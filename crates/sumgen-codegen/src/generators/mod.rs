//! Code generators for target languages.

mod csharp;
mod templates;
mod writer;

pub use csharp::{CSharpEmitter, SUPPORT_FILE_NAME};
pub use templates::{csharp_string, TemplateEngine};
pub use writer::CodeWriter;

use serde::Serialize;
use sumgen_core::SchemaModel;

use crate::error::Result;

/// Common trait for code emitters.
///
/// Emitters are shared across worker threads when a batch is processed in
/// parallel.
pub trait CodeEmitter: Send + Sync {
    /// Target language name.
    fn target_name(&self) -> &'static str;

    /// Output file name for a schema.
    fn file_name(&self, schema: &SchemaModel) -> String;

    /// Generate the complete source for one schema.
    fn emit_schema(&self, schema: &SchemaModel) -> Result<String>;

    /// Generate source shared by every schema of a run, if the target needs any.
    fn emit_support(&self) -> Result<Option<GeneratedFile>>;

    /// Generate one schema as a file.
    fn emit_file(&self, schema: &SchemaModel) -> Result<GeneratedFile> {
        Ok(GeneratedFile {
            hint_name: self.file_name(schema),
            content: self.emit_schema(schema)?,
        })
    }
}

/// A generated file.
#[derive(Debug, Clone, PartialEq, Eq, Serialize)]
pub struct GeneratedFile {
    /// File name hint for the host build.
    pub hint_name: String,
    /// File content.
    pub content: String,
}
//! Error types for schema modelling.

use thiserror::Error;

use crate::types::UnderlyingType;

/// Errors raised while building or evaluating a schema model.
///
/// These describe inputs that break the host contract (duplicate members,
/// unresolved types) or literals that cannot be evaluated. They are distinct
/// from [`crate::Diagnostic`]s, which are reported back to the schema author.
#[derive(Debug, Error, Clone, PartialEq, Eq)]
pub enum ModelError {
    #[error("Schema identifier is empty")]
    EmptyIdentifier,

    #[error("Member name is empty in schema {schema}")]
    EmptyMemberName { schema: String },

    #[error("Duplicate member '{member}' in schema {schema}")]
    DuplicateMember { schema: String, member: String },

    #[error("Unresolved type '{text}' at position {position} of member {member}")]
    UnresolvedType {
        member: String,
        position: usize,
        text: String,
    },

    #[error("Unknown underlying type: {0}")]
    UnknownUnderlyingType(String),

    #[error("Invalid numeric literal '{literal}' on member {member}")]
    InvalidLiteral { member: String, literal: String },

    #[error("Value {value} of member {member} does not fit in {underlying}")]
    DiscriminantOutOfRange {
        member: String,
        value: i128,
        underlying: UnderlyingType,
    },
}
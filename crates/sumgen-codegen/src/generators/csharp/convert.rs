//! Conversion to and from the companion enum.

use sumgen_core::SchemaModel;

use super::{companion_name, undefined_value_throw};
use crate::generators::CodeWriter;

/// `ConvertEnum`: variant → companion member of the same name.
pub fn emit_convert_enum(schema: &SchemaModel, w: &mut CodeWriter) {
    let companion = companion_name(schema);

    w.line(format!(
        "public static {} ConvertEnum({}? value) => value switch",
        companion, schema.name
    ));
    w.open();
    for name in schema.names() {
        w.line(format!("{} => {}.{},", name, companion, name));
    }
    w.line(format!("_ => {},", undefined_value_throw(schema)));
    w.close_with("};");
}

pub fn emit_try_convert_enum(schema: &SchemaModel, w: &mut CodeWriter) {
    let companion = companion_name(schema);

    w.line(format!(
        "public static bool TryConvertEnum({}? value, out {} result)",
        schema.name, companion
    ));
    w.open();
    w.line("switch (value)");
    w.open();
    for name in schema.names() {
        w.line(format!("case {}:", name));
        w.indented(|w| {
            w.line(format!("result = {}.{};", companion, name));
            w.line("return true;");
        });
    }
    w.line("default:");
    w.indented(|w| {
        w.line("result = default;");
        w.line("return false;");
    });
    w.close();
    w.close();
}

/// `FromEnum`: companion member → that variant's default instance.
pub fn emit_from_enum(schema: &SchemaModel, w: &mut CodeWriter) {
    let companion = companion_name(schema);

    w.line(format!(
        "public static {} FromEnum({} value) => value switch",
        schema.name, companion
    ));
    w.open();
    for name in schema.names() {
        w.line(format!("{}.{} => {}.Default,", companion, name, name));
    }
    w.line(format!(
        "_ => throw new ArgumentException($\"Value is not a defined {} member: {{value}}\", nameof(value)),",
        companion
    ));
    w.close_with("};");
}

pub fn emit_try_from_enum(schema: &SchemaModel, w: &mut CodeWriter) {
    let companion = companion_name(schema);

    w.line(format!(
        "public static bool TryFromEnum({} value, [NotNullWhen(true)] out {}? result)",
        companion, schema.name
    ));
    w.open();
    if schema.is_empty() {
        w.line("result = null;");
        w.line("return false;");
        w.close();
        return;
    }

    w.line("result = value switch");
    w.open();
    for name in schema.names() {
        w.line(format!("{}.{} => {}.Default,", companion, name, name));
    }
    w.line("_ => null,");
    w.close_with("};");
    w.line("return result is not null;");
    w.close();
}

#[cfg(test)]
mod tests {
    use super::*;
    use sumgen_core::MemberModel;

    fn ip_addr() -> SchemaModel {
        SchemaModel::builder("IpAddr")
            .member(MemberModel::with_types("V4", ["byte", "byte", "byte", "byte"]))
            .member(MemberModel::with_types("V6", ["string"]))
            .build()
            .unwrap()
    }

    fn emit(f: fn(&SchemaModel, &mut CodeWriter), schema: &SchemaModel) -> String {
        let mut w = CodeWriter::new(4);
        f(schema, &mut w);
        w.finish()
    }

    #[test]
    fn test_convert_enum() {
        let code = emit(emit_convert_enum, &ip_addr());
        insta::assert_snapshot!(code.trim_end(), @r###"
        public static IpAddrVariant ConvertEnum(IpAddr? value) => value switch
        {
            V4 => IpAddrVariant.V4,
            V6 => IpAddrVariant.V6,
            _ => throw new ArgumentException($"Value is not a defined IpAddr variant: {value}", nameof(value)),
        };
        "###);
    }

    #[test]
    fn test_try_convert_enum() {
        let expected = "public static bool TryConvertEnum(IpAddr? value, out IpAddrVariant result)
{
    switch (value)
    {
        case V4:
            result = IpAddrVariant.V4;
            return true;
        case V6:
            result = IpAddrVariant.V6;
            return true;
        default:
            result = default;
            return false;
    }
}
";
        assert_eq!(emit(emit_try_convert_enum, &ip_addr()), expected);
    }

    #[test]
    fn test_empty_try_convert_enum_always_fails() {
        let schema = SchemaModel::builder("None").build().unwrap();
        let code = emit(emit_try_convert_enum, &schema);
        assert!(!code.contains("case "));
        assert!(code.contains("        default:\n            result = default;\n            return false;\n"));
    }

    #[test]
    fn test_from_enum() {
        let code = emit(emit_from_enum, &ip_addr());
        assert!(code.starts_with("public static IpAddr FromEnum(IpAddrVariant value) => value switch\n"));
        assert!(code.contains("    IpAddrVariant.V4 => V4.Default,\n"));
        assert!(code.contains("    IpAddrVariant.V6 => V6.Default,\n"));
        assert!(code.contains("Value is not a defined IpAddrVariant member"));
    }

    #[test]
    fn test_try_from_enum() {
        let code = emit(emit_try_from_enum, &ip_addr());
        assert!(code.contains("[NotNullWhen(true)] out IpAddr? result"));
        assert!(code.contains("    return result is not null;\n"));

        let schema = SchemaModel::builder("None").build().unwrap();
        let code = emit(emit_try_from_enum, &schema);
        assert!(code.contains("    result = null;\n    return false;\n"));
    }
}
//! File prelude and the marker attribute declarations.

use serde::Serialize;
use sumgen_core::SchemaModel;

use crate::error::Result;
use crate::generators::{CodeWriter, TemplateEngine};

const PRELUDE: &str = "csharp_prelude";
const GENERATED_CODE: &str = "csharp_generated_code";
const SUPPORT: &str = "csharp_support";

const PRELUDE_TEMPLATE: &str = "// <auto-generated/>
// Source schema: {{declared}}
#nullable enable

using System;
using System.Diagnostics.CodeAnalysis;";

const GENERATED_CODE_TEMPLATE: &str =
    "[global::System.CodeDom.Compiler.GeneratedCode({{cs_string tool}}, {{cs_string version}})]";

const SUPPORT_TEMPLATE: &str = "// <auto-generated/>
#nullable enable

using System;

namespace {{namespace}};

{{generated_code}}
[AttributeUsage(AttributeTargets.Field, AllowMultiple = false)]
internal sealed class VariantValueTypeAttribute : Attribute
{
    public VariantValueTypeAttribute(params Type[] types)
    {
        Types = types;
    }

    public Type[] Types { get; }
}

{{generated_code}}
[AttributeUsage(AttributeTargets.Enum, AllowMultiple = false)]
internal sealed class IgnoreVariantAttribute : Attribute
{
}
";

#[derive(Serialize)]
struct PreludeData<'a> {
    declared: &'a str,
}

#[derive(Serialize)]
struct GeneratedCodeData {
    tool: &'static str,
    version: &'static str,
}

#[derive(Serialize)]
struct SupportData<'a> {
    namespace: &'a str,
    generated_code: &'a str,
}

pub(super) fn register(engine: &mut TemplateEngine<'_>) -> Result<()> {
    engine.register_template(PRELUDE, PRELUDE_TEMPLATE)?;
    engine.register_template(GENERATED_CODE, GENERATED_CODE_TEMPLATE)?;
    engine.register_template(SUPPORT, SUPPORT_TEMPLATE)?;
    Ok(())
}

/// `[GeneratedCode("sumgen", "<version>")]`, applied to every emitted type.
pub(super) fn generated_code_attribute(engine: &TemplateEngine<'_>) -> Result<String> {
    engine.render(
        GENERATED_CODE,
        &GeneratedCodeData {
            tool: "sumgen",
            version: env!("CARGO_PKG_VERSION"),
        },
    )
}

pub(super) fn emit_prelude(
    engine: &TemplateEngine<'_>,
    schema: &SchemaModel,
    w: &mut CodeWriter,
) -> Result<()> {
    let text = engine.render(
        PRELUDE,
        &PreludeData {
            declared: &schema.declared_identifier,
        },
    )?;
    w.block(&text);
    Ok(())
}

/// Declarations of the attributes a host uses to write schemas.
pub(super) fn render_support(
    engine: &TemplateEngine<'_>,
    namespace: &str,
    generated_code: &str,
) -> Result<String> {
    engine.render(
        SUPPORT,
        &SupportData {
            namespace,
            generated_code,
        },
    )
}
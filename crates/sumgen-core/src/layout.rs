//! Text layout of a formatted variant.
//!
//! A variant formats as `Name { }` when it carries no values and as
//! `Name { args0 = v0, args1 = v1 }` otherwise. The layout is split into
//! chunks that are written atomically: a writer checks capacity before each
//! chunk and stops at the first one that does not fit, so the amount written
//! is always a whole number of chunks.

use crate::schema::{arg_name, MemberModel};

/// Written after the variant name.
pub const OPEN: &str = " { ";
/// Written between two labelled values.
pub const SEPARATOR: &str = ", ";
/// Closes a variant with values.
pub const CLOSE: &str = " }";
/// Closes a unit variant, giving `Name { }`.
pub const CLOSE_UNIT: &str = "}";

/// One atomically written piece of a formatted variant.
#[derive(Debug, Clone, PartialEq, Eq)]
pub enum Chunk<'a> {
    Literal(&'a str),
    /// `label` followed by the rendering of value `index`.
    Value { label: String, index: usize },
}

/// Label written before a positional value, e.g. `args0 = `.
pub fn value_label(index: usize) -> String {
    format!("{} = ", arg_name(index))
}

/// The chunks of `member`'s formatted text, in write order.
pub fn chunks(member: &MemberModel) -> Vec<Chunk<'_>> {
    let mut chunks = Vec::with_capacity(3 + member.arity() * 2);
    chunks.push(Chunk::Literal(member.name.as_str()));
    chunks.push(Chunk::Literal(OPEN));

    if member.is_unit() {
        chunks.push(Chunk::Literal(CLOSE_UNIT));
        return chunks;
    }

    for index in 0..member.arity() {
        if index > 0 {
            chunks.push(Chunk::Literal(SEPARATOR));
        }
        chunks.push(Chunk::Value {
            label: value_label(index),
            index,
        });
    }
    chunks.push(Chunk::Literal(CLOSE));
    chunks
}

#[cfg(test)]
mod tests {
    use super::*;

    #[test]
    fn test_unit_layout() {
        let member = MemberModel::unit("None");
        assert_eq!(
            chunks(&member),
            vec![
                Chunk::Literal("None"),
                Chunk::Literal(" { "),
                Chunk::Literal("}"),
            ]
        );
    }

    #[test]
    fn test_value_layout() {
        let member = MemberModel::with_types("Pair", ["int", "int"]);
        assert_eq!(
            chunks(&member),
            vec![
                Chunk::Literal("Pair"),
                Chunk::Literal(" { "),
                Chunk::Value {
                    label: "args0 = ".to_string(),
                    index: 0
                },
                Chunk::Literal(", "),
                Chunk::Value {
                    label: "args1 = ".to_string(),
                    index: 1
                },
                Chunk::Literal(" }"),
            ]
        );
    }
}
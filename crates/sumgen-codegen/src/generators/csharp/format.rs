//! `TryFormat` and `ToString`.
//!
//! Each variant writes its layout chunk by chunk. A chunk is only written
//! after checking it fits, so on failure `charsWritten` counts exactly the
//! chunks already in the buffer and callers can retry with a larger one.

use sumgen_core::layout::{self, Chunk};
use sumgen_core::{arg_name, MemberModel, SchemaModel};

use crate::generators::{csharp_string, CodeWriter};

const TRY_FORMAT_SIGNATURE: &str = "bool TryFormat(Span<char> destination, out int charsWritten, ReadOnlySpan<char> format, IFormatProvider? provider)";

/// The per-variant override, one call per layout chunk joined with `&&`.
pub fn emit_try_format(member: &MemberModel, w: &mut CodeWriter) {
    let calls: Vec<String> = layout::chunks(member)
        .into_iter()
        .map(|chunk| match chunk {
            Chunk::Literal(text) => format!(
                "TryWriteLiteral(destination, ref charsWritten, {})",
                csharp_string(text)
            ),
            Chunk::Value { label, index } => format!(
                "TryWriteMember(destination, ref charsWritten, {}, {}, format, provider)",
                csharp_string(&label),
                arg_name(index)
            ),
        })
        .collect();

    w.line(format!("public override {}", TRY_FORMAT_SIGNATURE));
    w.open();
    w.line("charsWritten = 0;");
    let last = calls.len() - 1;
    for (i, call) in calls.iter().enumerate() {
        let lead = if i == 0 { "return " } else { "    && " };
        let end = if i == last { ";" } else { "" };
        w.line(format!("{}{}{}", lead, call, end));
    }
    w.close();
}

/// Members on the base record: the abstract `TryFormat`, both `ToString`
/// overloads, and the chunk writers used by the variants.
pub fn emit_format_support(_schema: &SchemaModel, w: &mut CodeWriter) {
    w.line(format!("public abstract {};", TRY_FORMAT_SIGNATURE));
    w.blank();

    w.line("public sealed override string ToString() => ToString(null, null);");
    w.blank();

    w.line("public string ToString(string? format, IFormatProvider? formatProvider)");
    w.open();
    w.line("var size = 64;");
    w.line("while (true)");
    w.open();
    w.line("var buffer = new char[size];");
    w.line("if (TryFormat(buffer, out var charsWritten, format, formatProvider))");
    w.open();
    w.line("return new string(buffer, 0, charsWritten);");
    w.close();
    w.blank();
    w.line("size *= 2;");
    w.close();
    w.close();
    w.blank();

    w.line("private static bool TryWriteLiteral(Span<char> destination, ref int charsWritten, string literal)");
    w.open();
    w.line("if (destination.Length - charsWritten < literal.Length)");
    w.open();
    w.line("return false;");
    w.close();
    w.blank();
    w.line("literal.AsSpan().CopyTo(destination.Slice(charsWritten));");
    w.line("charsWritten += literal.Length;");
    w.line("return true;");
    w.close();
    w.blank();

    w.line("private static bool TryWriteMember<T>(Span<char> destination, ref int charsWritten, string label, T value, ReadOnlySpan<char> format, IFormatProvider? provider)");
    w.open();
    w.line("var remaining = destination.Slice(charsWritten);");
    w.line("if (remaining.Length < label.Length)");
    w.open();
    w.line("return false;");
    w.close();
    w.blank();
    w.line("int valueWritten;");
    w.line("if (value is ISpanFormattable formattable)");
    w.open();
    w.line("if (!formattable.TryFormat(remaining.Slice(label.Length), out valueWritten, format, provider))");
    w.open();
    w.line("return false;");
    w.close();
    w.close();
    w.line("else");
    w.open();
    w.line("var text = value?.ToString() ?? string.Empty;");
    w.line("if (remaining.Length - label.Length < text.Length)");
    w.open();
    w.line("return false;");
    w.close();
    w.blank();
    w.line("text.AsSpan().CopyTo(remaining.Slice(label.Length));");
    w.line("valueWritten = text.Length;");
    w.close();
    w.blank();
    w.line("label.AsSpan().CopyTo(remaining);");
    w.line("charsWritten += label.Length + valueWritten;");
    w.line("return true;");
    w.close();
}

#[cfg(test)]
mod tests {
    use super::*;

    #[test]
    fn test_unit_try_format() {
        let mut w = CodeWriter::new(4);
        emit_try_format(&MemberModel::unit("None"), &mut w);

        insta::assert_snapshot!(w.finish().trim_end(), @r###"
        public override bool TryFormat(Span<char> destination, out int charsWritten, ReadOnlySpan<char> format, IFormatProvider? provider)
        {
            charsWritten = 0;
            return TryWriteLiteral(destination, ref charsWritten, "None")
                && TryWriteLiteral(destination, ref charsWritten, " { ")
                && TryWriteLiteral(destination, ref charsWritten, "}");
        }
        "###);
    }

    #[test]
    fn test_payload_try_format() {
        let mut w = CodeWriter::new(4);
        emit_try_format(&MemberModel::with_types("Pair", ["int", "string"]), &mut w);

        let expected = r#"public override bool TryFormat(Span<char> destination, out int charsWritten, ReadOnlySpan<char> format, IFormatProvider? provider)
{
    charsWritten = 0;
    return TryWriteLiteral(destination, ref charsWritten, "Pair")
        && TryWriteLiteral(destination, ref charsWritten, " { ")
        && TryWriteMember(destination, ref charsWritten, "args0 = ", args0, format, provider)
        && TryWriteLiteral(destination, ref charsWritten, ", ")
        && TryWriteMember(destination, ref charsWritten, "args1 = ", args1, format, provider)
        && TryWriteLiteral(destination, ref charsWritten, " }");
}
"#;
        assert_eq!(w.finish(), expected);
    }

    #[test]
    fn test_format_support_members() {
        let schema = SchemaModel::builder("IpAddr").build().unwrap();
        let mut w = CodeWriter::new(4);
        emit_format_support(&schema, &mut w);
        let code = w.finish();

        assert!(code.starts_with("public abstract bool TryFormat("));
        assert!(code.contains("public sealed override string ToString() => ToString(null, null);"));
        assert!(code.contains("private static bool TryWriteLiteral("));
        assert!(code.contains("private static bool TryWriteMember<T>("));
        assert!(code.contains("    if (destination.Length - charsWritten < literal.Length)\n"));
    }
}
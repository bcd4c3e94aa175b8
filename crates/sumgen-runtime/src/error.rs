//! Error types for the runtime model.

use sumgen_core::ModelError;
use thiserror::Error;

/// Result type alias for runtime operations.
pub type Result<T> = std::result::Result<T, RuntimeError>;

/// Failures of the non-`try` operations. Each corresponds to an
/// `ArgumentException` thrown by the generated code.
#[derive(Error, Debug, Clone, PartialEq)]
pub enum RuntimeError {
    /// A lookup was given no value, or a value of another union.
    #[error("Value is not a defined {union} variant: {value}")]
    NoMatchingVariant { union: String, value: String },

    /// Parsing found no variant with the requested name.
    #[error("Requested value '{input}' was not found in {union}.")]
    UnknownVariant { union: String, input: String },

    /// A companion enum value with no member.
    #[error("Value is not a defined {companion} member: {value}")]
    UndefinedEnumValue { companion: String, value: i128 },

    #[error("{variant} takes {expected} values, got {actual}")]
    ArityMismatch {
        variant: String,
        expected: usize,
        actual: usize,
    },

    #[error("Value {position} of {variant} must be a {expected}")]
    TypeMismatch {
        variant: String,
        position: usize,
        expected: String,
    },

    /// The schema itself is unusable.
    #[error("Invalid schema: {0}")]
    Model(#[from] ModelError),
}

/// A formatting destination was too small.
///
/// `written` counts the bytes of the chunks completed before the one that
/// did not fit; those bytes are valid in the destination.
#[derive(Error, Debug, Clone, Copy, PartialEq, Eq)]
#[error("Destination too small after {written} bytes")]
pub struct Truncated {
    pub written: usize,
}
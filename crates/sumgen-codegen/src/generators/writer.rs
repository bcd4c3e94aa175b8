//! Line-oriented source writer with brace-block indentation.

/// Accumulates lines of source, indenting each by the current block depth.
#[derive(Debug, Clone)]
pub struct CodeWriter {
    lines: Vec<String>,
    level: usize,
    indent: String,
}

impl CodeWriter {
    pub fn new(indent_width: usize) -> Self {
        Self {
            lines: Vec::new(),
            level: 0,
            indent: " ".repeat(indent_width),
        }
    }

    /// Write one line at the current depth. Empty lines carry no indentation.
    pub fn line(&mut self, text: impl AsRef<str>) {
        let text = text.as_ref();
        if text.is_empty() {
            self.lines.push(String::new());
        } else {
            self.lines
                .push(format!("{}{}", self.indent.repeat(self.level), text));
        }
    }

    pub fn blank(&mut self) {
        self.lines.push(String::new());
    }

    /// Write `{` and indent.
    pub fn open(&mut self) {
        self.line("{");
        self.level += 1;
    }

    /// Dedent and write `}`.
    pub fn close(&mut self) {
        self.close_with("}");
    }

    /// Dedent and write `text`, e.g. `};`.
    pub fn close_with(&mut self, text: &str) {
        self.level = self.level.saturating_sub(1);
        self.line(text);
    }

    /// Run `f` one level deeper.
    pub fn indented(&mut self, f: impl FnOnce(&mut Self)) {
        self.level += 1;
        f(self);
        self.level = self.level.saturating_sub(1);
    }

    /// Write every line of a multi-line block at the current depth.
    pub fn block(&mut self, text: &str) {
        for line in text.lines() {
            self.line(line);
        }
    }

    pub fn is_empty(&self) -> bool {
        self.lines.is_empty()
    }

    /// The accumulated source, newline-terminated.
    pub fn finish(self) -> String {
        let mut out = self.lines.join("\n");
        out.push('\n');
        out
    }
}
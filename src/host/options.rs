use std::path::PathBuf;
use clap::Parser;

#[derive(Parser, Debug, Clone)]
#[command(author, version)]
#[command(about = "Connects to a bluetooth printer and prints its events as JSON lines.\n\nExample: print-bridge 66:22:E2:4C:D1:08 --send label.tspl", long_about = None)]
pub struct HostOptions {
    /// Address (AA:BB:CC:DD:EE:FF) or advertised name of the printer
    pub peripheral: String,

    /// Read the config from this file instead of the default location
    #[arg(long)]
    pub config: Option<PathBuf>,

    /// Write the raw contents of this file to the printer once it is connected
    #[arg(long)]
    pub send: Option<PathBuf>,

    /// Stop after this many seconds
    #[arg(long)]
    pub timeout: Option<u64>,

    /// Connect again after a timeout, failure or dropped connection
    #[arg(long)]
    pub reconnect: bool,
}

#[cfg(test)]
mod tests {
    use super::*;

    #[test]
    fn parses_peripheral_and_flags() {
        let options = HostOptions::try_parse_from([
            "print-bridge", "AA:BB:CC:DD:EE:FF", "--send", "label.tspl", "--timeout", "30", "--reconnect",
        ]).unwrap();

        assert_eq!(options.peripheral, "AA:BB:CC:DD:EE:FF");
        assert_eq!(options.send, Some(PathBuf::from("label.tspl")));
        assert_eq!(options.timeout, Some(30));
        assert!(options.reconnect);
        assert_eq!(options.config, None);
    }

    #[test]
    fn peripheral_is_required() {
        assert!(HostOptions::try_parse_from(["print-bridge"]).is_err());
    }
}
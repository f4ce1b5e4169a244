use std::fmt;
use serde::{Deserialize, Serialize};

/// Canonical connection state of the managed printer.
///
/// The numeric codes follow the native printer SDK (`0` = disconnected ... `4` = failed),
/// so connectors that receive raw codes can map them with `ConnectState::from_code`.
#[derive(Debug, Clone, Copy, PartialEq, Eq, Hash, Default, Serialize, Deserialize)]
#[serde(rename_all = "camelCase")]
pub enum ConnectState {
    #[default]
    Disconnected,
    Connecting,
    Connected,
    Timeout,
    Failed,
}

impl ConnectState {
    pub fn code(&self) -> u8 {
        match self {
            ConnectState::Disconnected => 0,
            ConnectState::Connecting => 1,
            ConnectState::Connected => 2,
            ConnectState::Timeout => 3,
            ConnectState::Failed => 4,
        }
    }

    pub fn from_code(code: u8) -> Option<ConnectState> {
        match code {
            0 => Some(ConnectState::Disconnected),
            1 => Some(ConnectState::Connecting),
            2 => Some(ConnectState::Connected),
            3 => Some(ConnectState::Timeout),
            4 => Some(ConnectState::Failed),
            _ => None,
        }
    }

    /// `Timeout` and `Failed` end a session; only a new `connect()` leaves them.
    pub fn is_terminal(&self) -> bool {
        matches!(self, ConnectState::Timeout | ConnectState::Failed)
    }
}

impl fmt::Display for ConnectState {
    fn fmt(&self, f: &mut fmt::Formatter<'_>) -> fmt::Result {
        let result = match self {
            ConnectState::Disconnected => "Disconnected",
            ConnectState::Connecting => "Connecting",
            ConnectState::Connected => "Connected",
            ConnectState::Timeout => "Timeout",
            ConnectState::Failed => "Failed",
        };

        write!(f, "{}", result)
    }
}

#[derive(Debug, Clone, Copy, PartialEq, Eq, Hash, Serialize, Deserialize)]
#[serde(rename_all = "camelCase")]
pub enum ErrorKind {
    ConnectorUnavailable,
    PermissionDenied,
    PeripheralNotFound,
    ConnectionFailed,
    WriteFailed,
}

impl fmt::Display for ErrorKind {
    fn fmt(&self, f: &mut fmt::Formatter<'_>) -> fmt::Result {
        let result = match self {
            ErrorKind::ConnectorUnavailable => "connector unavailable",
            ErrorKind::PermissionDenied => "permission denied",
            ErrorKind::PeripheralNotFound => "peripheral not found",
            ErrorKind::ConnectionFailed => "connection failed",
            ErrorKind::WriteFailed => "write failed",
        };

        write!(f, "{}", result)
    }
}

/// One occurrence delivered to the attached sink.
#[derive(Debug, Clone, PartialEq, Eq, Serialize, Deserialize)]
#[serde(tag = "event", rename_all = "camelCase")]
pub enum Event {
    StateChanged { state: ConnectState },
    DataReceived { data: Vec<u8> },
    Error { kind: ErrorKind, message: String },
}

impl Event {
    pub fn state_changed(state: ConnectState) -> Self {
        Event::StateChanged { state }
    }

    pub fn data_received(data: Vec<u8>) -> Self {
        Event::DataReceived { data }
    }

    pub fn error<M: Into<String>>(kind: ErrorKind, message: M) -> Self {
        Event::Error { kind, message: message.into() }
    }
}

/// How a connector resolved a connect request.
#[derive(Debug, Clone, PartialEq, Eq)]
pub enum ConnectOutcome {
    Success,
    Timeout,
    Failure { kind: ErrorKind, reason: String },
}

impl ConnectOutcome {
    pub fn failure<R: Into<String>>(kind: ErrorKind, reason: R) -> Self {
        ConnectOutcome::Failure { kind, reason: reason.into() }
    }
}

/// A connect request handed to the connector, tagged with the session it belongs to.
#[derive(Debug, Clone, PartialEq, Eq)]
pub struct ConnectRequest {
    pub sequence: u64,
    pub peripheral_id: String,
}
---------------
◆ **AIM OF THE EXERCISE**
Scan the material above. Extract every line in which the word "level" occurs.

◆ **SOLUTION TO THIS TASK**
    level: usize,
            level: 0,
                .push(format!("{}{}", self.indent.repeat(self.level), text));
        self.level += 1;
        self.level = self.level.saturating_sub(1);
    /// Run `f` one level deeper.
        self.level += 1;
        self.level = self.level.saturating_sub(1);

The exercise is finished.